Trans Women in Sports

Updated: Jul 21, 2021

By David Cho

In recent years, the discussion of whether or not transgender women should be allowed to play in women’s sports has sparked a great deal of controversy throughout the nation. The two opposing sides of this debate have very different outlooks on the issue at hand, and notable figures have shared their opinions. In particular, Caityln Jenner, a transgender woman who was known primarily as the reality TV star Bruce Jenner from the show Keeping Up with the Kardashians, made some statements to the public about how she is opposed to transgender women playing in women’s sports. Early on she was extremely supportive about the idea of transgender women playing in their sports following their gender identity. However, recently she retracted her statements, regarding this behavior as a “question of fairness.” She states, “It just isn’t fair. And we have to protect girls’ sports in our schools.” As an athlete herself before her transition, and a great athlete at that -- gold medalist track star, set a world record in the decathlon at the 1976 Summer Olympics, and placed third in the Olympic trials and tenth at Munich Games -- many consider her statements to be very interesting.

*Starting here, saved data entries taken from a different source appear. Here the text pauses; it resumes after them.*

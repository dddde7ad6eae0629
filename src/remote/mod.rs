//! Upstream platform API access.
//!
//! The [`RemoteStoreApi`] trait is the seam between orchestration code and
//! the platform's Admin REST API: the OAuth callback flow fetches shop
//! metadata through it, and product sync fetches the product list. The
//! production implementation is [`AdminRestApi`]; tests substitute their
//! own implementations to exercise failure paths without a network.

mod admin_rest;

pub use admin_rest::AdminRestApi;

use async_trait::async_trait;
use serde_json::Value;
use thiserror::Error;

use crate::auth::Session;

/// Errors from upstream API calls.
#[derive(Debug, Error)]
pub enum UpstreamError {
    /// The request never produced a response.
    #[error("Upstream request failed: {0}")]
    Network(#[from] reqwest::Error),

    /// The platform answered with a non-2xx status.
    #[error("Upstream responded with status {code}: {message}")]
    Response { code: u16, message: String },

    /// The response body did not have the expected shape.
    #[error("Unexpected upstream response shape: {0}")]
    UnexpectedShape(String),
}

/// Read access to the platform on behalf of an authenticated session.
#[async_trait]
pub trait RemoteStoreApi: Send + Sync {
    /// Fetches the shop metadata object for the session's store.
    ///
    /// # Errors
    ///
    /// Returns [`UpstreamError`] if the request fails or the response
    /// has no `shop` object.
    async fn fetch_shop_metadata(&self, session: &Session) -> Result<Value, UpstreamError>;

    /// Fetches the store's product list as raw product payloads.
    ///
    /// # Errors
    ///
    /// Returns [`UpstreamError`] if the request fails or the response
    /// has no `products` array.
    async fn fetch_product_list(&self, session: &Session) -> Result<Vec<Value>, UpstreamError>;
}

#[cfg(test)]
mod tests {
    use super::*;

    #[test]
    fn test_upstream_error_display() {
        let err = UpstreamError::Response {
            code: 401,
            message: "Invalid API key or access token".to_string(),
        };
        assert_eq!(
            err.to_string(),
            "Upstream responded with status 401: Invalid API key or access token"
        );

        let err = UpstreamError::UnexpectedShape("missing 'shop' object".to_string());
        assert!(err.to_string().contains("missing 'shop' object"));
    }
}
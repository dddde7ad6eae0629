//! Validated newtype wrappers for configuration values.
//!
//! These wrap raw strings and validate their contents on construction, so an
//! invalid credential or domain is rejected at the edge instead of surfacing
//! as a confusing storage or verification failure later.

use crate::error::ConfigError;
use serde::{de, Deserialize, Deserializer, Serialize, Serializer};
use std::fmt;

/// The app's API secret key, used to sign and verify webhook payloads.
///
/// The `Debug` implementation masks the secret value, displaying only
/// `ApiSecretKey(*****)`, so the signing key never leaks into logs.
///
/// # Example
///
/// ```rust
/// use shopsync::ApiSecretKey;
///
/// let secret = ApiSecretKey::new("my-secret").unwrap();
/// assert_eq!(format!("{:?}", secret), "ApiSecretKey(*****)");
/// ```
#[derive(Clone, PartialEq, Eq)]
pub struct ApiSecretKey(String);

impl ApiSecretKey {
    /// Creates a new validated API secret key.
    ///
    /// # Errors
    ///
    /// Returns [`ConfigError::EmptyApiSecretKey`] if the key is empty.
    pub fn new(key: impl Into<String>) -> Result<Self, ConfigError> {
        let key = key.into();
        if key.is_empty() {
            return Err(ConfigError::EmptyApiSecretKey);
        }
        Ok(Self(key))
    }
}

impl AsRef<str> for ApiSecretKey {
    fn as_ref(&self) -> &str {
        &self.0
    }
}

impl fmt::Debug for ApiSecretKey {
    fn fmt(&self, f: &mut fmt::Formatter<'_>) -> fmt::Result {
        f.write_str("ApiSecretKey(*****)")
    }
}

/// A validated merchant store domain.
///
/// Store identifiers throughout the service are full `*.myshopify.com`
/// domains; this type normalizes the short form and rejects anything that
/// is not a plausible store domain.
///
/// # Accepted Formats
///
/// - `shop-name` - normalized to `shop-name.myshopify.com`
/// - `shop-name.myshopify.com` - used as-is
///
/// # Example
///
/// ```rust
/// use shopsync::ShopDomain;
///
/// let domain = ShopDomain::new("my-store").unwrap();
/// assert_eq!(domain.as_ref(), "my-store.myshopify.com");
/// assert_eq!(domain.shop_name(), "my-store");
/// ```
#[derive(Clone, Debug, PartialEq, Eq, Hash)]
pub struct ShopDomain {
    full_domain: String,
    shop_name_end: usize,
}

impl ShopDomain {
    const SUFFIX: &'static str = ".myshopify.com";

    /// Creates a new validated shop domain.
    ///
    /// # Errors
    ///
    /// Returns [`ConfigError::InvalidShopDomain`] if the domain is invalid.
    pub fn new(domain: impl Into<String>) -> Result<Self, ConfigError> {
        let domain = domain.into();
        let domain = domain.trim().to_lowercase();

        if domain.is_empty() {
            return Err(ConfigError::InvalidShopDomain { domain });
        }

        let (shop_name, full_domain) = if let Some(shop_name) = domain.strip_suffix(Self::SUFFIX) {
            (shop_name.to_string(), domain)
        } else if domain.contains('.') {
            // Contains a dot but not the myshopify.com suffix
            return Err(ConfigError::InvalidShopDomain { domain });
        } else {
            (domain.clone(), format!("{}{}", domain, Self::SUFFIX))
        };

        if !Self::is_valid_shop_name(&shop_name) {
            return Err(ConfigError::InvalidShopDomain {
                domain: full_domain,
            });
        }

        Ok(Self {
            shop_name_end: shop_name.len(),
            full_domain,
        })
    }

    /// Returns the shop name portion of the domain.
    ///
    /// For `my-store.myshopify.com`, this returns `my-store`.
    #[must_use]
    pub fn shop_name(&self) -> &str {
        &self.full_domain[..self.shop_name_end]
    }

    fn is_valid_shop_name(name: &str) -> bool {
        if name.is_empty() {
            return false;
        }

        // Shop names can contain lowercase letters, numbers, and hyphens,
        // and cannot start or end with a hyphen
        if name.starts_with('-') || name.ends_with('-') {
            return false;
        }

        name.chars()
            .all(|c| c.is_ascii_lowercase() || c.is_ascii_digit() || c == '-')
    }
}

impl AsRef<str> for ShopDomain {
    fn as_ref(&self) -> &str {
        &self.full_domain
    }
}

impl fmt::Display for ShopDomain {
    fn fmt(&self, f: &mut fmt::Formatter<'_>) -> fmt::Result {
        f.write_str(&self.full_domain)
    }
}

impl Serialize for ShopDomain {
    fn serialize<S>(&self, serializer: S) -> Result<S::Ok, S::Error>
    where
        S: Serializer,
    {
        serializer.serialize_str(&self.full_domain)
    }
}

impl<'de> Deserialize<'de> for ShopDomain {
    fn deserialize<D>(deserializer: D) -> Result<Self, D::Error>
    where
        D: Deserializer<'de>,
    {
        let s = String::deserialize(deserializer)?;
        Self::new(s).map_err(de::Error::custom)
    }
}

/// A validated host URL for the application.
///
/// # Example
///
/// ```rust
/// use shopsync::HostUrl;
///
/// let url = HostUrl::new("https://myapp.example.com").unwrap();
/// assert_eq!(url.scheme(), "https");
/// assert_eq!(url.host_name(), Some("myapp.example.com"));
/// ```
#[derive(Clone, Debug, PartialEq, Eq)]
pub struct HostUrl {
    url: String,
    scheme_end: usize,
    host_start: usize,
    host_end: usize,
}

impl HostUrl {
    /// Creates a new validated host URL.
    ///
    /// # Errors
    ///
    /// Returns [`ConfigError::InvalidHostUrl`] if the URL is invalid.
    pub fn new(url: impl Into<String>) -> Result<Self, ConfigError> {
        let url = url.into();
        let url = url.trim().to_string();

        let scheme_end = url
            .find("://")
            .ok_or_else(|| ConfigError::InvalidHostUrl { url: url.clone() })?;

        let scheme = &url[..scheme_end];
        if scheme.is_empty() || !scheme.chars().all(|c| c.is_ascii_alphabetic()) {
            return Err(ConfigError::InvalidHostUrl { url: url.clone() });
        }

        let host_start = scheme_end + 3; // Skip "://"
        if host_start >= url.len() {
            return Err(ConfigError::InvalidHostUrl { url: url.clone() });
        }

        // Host ends at port, path, query, or end of string
        let remainder = &url[host_start..];
        let host_end = remainder
            .find([':', '/', '?', '#'])
            .map_or(url.len(), |i| host_start + i);

        let host = &url[host_start..host_end];
        if host.is_empty() {
            return Err(ConfigError::InvalidHostUrl { url: url.clone() });
        }

        Ok(Self {
            url,
            scheme_end,
            host_start,
            host_end,
        })
    }

    /// Returns the URL scheme (e.g., "https").
    #[must_use]
    pub fn scheme(&self) -> &str {
        &self.url[..self.scheme_end]
    }

    /// Returns the host name portion of the URL.
    #[must_use]
    pub fn host_name(&self) -> Option<&str> {
        let host = &self.url[self.host_start..self.host_end];
        if host.is_empty() {
            None
        } else {
            Some(host)
        }
    }
}

impl AsRef<str> for HostUrl {
    fn as_ref(&self) -> &str {
        &self.url
    }
}

#[cfg(test)]
mod tests {
    use super::*;

    #[test]
    fn test_api_secret_key_rejects_empty_string() {
        let result = ApiSecretKey::new("");
        assert!(matches!(result, Err(ConfigError::EmptyApiSecretKey)));
    }

    #[test]
    fn test_api_secret_key_masks_value_in_debug() {
        let secret = ApiSecretKey::new("super-secret-key").unwrap();
        let debug_output = format!("{:?}", secret);
        assert_eq!(debug_output, "ApiSecretKey(*****)");
        assert!(!debug_output.contains("super-secret-key"));
    }

    #[test]
    fn test_shop_domain_normalizes_short_format() {
        let domain = ShopDomain::new("my-store").unwrap();
        assert_eq!(domain.as_ref(), "my-store.myshopify.com");
        assert_eq!(domain.shop_name(), "my-store");
    }

    #[test]
    fn test_shop_domain_accepts_full_format() {
        let domain = ShopDomain::new("my-store.myshopify.com").unwrap();
        assert_eq!(domain.as_ref(), "my-store.myshopify.com");
        assert_eq!(domain.shop_name(), "my-store");
    }

    #[test]
    fn test_shop_domain_rejects_invalid_domains() {
        assert!(ShopDomain::new("").is_err());
        assert!(ShopDomain::new("my store").is_err());
        assert!(ShopDomain::new("my_store").is_err());
        assert!(ShopDomain::new("MY-STORE").is_ok()); // normalized to lowercase
        assert!(ShopDomain::new("-my-store").is_err());
        assert!(ShopDomain::new("my-store-").is_err());
        assert!(ShopDomain::new("my-store.otherdomain.com").is_err());
    }

    #[test]
    fn test_shop_domain_serializes_to_string() {
        let domain = ShopDomain::new("my-store").unwrap();
        let json = serde_json::to_string(&domain).unwrap();
        assert_eq!(json, r#""my-store.myshopify.com""#);
    }

    #[test]
    fn test_shop_domain_deserializes_from_string() {
        let json = r#""test-shop.myshopify.com""#;
        let domain: ShopDomain = serde_json::from_str(json).unwrap();
        assert_eq!(domain.as_ref(), "test-shop.myshopify.com");
        assert_eq!(domain.shop_name(), "test-shop");
    }

    #[test]
    fn test_host_url_validates_format() {
        let url = HostUrl::new("https://myapp.example.com").unwrap();
        assert_eq!(url.scheme(), "https");
        assert_eq!(url.host_name(), Some("myapp.example.com"));

        let url = HostUrl::new("http://localhost:3000").unwrap();
        assert_eq!(url.scheme(), "http");
        assert_eq!(url.host_name(), Some("localhost"));
    }

    #[test]
    fn test_host_url_rejects_invalid() {
        assert!(HostUrl::new("myapp.example.com").is_err());
        assert!(HostUrl::new("https://").is_err());
        assert!(HostUrl::new("://example.com").is_err());
    }
}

Many seem to agree with Caityln Jenner’s remarks about the “unfairness” of transgender women playing in women’s sports, and this statement is supported mainly by data comparing female and male world records. Studies showed that the female world records were consistently about 90% of that of men’s, illustrating the advantage men may have in terms of physical capability against women. The stigma against transgender women in women’s sports stems from the scientific evidence proving that people born in male bodies have a higher ceiling than people born in female bodies.

Still, others claim the opposite, pointing to the statistics of transgender women in female sports. They point out that in many cases, transgender women have been defeated by many cisgender women in sports, and that there is no significant evidence that shows the “unfairness” that many people point out to. Adding onto that, as Jack Turban of the Scientific American, “[transgender youth] suffer from higher rates of bullying, anxiety and depression -- all of which make it more difficult for them to train and compete.”

Supporters of transgender women playing in women’s sports make the argument that the issue connects to transphobia. The statistic used to compare women’s world records to men’s world records assumes that transgender women are men, and many people who are against transgender women in women’s sports often support the notion that born men will always be men and born women will always be women. This belief threatens transgender people’s gender identity, which is extremely demoralizing and inconsiderate. In fact, this type of treatment can be seen as a form of transgender coversion therapy, a method used to try and force transgender people to be their cisgender identities.

Overall, the controversial topic of whether or not transgender women should be allowed to participate in women’s sports has many advocates on both sides. Although there are places such as California and Canada that allows transgender youth to compete in sports according to their gender identity, there are still many places that reject any transgender athletes from playing according to it.